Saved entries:
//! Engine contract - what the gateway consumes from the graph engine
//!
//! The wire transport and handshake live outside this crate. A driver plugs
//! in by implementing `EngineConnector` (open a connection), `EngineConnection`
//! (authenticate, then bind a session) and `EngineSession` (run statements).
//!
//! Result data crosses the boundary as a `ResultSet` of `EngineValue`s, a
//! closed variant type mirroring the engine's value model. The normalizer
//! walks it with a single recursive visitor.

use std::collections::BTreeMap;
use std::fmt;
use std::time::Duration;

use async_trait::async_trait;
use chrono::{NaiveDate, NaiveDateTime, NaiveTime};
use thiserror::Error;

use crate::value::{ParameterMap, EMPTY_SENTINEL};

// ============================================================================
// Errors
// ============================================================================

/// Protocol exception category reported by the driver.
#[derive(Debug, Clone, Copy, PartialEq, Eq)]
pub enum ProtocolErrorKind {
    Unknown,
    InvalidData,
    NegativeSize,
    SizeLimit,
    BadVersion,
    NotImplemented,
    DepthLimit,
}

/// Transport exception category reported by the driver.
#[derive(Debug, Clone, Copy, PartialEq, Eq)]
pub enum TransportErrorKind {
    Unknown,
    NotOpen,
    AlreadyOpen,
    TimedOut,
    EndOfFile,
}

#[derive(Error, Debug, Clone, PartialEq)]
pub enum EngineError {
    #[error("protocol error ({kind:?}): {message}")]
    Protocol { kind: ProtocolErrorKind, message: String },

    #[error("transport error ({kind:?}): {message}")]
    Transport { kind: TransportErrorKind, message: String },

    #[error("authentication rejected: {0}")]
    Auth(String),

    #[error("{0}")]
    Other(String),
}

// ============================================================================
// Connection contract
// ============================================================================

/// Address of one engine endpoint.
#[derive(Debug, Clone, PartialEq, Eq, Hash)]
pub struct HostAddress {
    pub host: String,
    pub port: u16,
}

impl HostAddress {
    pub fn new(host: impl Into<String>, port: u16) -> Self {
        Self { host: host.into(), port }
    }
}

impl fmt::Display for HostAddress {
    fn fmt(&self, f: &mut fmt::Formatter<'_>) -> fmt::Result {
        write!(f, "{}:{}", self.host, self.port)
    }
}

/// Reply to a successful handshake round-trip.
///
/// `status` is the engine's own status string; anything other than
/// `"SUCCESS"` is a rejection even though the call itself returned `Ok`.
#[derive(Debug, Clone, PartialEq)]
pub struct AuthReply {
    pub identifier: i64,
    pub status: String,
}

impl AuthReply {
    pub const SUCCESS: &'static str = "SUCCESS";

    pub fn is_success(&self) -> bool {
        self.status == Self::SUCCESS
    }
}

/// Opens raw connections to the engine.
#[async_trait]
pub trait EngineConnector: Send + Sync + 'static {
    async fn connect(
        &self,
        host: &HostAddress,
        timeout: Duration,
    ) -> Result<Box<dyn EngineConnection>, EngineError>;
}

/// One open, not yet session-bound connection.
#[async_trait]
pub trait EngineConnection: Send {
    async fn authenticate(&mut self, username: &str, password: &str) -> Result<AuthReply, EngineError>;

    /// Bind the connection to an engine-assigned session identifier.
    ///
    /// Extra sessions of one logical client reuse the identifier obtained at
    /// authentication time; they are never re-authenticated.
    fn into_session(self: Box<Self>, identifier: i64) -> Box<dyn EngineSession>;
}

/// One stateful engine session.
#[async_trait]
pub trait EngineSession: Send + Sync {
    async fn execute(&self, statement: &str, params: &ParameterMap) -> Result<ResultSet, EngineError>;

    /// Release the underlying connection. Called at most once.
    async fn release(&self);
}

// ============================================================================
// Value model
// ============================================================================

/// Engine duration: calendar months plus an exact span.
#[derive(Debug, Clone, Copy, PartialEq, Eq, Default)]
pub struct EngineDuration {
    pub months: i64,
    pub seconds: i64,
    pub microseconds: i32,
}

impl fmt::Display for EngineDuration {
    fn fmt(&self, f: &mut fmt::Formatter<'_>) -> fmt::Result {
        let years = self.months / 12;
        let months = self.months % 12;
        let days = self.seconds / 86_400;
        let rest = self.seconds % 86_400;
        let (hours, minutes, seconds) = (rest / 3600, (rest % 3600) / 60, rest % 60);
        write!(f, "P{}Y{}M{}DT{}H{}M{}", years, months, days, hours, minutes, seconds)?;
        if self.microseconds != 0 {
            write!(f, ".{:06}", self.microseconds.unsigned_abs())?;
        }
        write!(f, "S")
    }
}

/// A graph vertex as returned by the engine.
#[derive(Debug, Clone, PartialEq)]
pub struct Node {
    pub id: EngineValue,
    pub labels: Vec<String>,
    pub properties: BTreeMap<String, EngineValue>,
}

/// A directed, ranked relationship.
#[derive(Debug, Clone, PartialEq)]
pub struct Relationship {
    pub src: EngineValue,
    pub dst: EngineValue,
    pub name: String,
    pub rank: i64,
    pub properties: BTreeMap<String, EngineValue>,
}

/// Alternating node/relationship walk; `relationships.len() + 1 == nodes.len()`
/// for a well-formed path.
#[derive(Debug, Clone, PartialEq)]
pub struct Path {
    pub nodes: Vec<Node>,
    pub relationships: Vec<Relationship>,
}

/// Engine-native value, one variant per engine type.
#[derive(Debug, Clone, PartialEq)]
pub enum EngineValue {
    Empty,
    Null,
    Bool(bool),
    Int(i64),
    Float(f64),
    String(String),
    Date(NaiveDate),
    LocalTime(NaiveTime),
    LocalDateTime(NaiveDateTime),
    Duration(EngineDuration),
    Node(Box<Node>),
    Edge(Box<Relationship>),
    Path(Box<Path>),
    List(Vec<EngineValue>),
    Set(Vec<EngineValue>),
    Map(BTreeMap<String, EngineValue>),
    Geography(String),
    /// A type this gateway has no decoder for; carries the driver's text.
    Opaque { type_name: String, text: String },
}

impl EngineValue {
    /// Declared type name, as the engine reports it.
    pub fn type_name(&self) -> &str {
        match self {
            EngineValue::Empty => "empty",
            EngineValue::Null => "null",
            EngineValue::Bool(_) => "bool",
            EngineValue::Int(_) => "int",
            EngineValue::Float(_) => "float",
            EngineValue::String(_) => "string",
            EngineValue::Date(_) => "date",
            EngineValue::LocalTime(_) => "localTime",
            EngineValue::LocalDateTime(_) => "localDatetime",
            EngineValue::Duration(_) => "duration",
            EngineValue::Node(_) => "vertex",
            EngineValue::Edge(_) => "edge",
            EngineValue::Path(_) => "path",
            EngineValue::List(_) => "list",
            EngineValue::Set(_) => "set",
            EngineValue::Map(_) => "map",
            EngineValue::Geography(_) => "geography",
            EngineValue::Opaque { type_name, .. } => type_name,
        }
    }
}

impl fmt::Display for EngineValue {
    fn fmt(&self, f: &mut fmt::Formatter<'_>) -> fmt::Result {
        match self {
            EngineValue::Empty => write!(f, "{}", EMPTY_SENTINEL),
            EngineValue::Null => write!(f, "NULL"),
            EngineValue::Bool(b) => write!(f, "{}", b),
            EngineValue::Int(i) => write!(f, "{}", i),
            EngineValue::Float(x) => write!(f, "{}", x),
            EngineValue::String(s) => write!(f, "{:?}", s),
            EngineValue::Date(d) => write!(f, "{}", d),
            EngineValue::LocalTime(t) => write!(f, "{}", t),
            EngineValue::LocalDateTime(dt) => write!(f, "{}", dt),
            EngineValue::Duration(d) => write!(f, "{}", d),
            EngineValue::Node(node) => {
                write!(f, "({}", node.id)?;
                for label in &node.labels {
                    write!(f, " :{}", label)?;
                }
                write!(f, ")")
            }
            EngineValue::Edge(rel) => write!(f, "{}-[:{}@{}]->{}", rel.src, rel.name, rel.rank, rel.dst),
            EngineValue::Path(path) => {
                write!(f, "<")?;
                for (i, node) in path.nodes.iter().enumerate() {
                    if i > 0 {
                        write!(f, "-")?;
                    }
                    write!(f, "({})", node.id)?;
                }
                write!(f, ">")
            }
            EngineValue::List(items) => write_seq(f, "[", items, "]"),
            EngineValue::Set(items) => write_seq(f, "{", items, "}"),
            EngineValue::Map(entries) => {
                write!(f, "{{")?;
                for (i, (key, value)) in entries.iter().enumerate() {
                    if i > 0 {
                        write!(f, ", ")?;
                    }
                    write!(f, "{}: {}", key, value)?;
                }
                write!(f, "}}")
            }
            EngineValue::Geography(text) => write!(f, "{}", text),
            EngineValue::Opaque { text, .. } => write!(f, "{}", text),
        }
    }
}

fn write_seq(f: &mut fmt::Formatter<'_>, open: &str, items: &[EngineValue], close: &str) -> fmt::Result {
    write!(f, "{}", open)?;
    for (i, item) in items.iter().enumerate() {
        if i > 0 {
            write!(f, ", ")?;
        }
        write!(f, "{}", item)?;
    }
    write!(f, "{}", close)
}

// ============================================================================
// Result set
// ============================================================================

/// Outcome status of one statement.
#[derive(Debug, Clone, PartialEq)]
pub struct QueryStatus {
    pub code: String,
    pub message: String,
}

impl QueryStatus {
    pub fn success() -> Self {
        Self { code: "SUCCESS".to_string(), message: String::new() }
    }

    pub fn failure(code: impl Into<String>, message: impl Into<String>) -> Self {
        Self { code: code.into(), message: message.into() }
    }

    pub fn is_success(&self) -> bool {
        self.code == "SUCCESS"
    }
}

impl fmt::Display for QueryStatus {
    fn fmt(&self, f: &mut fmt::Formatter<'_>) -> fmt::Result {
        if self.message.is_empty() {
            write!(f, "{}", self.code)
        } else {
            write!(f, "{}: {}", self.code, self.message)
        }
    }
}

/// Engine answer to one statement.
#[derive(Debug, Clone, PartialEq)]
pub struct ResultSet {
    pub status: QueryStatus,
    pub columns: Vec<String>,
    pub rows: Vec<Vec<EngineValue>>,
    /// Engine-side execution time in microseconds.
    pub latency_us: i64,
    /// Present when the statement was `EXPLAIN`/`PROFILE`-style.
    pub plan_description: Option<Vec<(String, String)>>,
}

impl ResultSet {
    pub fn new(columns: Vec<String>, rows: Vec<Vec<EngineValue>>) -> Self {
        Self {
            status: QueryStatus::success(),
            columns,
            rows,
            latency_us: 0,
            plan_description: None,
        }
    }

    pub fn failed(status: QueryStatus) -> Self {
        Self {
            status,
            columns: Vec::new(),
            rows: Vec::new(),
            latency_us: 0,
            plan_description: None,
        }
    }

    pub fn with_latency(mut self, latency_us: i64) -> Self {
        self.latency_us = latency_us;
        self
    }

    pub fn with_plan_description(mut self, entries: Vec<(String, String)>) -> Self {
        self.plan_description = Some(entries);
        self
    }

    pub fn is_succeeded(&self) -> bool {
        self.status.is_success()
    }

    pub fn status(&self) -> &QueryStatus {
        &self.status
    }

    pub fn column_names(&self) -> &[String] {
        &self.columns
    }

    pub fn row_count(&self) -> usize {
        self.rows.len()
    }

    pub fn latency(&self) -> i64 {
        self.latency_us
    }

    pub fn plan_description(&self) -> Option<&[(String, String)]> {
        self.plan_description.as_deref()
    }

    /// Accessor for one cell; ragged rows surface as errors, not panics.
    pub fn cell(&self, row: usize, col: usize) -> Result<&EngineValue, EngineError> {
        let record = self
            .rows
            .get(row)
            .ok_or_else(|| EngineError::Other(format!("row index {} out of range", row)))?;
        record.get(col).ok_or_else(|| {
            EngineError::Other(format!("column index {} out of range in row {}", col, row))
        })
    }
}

• _ACTIVITY_: Find each line in the records holding the string "identifier" and show it.

• _TASK SOLUTION_:
    pub identifier: i64,
    /// Bind the connection to an engine-assigned session identifier.
    /// Extra sessions of one logical client reuse the identifier obtained at
    fn into_session(self: Box<Self>, identifier: i64) -> Box<dyn EngineSession>;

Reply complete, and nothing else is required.